__Exercise__: From the data underneath, reproduce exactly the stretch that begins at the line with "let find = |name: &str|" and ends after the line with "return Err(SkipReason::MissingColumns(missing));".

__Entries provided__:

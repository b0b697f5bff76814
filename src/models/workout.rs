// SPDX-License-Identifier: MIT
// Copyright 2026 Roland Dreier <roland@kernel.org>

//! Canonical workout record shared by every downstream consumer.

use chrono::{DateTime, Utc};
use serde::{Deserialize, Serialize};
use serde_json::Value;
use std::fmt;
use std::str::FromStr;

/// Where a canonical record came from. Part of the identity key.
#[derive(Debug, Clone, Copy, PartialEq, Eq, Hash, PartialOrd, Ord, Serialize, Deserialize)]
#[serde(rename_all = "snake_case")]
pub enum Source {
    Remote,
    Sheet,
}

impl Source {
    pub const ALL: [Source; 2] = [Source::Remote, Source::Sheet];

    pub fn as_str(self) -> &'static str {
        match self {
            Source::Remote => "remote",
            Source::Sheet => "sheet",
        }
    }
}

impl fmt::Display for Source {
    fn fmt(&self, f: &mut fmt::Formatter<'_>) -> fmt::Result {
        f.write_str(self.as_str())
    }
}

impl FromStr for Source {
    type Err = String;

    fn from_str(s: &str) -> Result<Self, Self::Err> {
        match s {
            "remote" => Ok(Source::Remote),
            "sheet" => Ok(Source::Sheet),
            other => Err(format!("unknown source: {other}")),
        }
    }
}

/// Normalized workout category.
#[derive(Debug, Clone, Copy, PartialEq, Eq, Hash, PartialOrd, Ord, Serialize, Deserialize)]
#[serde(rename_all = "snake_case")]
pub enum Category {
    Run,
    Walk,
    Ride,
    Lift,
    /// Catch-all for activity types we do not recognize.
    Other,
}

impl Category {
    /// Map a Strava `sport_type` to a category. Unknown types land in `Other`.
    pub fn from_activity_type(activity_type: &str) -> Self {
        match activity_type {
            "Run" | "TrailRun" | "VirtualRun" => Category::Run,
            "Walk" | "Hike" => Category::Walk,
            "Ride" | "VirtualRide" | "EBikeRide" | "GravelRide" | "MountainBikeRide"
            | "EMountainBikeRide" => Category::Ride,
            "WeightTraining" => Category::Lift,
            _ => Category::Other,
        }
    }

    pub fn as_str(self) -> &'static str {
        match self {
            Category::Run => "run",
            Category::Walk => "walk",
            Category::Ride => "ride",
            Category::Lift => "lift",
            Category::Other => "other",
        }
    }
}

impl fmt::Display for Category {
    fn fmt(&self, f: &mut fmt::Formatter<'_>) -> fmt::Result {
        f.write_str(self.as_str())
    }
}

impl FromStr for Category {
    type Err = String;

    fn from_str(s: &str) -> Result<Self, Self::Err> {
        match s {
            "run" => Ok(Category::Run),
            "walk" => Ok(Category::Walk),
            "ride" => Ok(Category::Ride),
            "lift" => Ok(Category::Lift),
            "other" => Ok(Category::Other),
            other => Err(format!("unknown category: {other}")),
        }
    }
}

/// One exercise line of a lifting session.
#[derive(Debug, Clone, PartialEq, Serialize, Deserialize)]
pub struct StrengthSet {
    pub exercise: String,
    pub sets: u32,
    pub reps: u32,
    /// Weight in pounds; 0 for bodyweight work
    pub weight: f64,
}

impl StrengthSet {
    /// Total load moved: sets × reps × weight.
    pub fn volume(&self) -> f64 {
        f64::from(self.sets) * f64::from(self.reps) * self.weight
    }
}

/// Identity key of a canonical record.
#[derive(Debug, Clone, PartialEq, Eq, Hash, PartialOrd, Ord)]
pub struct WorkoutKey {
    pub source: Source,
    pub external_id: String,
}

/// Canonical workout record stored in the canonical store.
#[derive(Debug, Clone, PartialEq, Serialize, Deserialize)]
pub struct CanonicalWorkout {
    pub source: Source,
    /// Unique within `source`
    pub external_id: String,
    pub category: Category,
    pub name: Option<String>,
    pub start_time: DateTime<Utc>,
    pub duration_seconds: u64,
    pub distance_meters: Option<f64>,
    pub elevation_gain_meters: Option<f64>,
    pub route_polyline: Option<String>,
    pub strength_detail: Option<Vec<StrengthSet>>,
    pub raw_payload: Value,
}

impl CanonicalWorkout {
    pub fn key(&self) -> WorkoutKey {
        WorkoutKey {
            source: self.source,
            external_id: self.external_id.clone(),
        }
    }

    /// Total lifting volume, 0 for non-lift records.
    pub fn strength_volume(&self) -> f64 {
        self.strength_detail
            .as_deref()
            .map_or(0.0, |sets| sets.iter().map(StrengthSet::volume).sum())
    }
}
--
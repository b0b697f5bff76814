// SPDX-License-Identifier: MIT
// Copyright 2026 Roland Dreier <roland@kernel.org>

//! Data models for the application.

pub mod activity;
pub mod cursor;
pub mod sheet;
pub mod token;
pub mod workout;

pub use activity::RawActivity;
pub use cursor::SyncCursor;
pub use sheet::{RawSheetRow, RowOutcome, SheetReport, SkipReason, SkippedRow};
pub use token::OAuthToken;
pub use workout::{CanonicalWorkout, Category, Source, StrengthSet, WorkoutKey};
* * *
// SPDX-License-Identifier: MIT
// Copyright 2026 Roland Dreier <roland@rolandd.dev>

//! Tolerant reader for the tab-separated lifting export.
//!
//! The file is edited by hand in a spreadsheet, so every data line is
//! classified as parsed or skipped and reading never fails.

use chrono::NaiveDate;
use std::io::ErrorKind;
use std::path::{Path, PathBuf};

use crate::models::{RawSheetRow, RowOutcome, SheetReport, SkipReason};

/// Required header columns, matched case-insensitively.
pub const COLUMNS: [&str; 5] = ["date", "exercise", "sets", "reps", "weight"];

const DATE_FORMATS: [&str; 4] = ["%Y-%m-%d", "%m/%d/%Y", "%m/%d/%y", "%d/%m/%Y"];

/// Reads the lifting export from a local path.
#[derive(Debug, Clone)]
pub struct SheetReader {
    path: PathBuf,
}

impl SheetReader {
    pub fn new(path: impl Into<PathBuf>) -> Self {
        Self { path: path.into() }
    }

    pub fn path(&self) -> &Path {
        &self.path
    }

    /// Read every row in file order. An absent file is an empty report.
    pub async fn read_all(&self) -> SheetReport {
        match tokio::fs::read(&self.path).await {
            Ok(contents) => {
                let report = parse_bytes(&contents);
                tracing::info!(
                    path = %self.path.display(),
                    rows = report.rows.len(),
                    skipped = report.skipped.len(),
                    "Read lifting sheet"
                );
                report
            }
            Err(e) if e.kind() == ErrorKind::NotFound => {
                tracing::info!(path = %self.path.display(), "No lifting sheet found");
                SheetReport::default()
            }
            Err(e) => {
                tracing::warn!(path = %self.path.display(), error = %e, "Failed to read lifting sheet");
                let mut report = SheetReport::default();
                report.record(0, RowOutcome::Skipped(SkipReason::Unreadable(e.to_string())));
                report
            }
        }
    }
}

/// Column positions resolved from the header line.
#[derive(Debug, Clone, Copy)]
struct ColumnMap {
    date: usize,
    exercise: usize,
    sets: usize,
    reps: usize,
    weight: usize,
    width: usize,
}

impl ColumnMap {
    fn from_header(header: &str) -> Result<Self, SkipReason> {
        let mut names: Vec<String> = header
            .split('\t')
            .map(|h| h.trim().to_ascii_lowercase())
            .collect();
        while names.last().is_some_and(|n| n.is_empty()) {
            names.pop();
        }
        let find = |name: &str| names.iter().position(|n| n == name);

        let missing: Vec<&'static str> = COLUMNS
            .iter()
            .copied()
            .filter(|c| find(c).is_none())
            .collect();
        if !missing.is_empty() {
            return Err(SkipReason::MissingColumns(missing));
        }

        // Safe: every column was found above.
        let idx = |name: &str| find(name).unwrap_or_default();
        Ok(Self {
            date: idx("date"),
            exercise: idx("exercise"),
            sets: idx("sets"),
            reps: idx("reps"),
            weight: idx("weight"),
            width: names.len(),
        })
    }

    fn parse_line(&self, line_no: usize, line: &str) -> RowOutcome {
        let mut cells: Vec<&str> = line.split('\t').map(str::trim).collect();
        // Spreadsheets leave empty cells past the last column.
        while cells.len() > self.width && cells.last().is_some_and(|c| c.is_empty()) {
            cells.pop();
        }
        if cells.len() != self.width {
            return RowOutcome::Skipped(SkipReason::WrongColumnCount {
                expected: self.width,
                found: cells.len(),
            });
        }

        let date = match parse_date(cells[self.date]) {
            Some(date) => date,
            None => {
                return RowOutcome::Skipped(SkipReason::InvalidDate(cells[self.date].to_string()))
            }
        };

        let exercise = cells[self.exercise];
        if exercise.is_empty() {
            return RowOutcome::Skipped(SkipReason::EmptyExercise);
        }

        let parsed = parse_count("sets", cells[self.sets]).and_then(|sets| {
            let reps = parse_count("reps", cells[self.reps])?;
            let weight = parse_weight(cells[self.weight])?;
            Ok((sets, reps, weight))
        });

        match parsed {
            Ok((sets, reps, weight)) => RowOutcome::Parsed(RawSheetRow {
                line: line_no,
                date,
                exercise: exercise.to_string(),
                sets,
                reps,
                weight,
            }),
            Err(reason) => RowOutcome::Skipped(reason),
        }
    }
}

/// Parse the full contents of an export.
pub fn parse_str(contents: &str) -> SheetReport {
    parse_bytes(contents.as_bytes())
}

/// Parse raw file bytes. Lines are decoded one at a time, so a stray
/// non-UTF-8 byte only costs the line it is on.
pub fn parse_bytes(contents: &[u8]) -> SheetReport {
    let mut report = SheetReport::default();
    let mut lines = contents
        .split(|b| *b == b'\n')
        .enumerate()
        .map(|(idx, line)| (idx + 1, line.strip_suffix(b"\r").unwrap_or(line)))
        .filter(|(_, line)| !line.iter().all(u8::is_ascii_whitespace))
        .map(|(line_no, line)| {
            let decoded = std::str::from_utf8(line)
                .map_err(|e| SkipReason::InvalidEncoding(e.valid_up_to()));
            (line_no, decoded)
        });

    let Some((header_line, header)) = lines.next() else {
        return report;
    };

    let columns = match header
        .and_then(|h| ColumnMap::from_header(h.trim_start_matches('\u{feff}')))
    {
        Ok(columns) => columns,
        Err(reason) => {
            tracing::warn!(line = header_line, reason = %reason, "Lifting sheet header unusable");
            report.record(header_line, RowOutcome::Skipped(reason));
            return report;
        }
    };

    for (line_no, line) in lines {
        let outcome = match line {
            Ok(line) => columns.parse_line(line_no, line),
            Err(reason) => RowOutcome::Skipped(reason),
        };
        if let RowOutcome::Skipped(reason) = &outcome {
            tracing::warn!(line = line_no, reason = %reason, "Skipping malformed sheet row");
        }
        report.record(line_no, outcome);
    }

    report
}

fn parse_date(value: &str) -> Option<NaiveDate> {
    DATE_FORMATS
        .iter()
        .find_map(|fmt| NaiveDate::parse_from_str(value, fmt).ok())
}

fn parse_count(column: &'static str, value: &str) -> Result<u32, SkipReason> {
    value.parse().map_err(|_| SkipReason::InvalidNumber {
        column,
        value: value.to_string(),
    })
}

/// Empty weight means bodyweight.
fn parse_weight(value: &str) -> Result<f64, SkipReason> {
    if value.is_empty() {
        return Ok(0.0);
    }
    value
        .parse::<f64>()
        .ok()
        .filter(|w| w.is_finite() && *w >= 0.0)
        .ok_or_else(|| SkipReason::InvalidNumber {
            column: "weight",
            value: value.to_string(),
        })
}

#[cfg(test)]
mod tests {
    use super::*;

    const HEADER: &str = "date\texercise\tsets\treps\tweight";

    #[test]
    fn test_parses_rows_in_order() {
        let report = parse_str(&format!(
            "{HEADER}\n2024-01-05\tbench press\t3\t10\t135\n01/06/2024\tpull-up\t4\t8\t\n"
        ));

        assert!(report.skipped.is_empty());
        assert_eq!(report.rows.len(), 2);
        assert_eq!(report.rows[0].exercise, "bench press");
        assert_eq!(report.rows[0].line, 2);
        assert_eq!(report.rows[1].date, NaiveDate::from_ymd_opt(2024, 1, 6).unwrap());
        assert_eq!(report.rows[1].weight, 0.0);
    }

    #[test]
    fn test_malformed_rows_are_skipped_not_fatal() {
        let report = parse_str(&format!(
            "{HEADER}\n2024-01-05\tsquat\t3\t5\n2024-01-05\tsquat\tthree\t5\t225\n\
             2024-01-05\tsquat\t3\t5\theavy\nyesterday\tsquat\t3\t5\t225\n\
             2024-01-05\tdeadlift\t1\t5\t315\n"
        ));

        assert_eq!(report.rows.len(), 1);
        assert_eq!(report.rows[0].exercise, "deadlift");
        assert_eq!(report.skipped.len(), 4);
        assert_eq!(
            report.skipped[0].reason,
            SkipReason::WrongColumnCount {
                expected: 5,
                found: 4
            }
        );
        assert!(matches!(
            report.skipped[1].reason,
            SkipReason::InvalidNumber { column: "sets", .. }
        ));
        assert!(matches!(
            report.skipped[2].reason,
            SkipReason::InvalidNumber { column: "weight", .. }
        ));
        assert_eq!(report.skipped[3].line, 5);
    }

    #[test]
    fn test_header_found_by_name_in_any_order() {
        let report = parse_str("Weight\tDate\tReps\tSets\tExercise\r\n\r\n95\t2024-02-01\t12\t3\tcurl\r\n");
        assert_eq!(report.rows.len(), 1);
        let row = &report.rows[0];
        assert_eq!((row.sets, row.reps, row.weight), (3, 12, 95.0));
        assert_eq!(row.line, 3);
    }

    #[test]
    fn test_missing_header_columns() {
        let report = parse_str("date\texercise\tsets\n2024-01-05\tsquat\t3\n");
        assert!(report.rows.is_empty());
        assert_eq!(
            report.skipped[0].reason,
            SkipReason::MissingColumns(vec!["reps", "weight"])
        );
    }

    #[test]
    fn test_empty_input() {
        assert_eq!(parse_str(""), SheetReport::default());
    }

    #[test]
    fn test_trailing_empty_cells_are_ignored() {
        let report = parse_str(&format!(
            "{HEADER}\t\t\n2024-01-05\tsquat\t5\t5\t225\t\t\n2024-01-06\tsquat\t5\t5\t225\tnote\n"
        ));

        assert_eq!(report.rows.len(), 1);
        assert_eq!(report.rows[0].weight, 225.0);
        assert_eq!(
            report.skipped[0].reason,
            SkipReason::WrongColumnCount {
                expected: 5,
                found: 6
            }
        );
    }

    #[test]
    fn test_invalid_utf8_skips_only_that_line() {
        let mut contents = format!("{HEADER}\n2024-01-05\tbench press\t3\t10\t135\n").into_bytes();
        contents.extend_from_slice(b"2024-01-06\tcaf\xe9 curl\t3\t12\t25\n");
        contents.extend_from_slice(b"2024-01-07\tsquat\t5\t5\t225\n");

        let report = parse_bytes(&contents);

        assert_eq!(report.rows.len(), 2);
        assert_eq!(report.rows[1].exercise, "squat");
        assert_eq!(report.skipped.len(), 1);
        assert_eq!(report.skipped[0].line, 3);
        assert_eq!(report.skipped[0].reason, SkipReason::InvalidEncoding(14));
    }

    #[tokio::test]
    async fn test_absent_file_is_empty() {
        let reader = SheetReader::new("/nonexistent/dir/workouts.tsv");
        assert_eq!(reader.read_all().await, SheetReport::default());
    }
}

__Written response__:
        let find = |name: &str| names.iter().position(|n| n == name);

        let missing: Vec<&'static str> = COLUMNS
            .iter()
            .copied()
            .filter(|c| find(c).is_none())
            .collect();
        if !missing.is_empty() {
            return Err(SkipReason::MissingColumns(missing));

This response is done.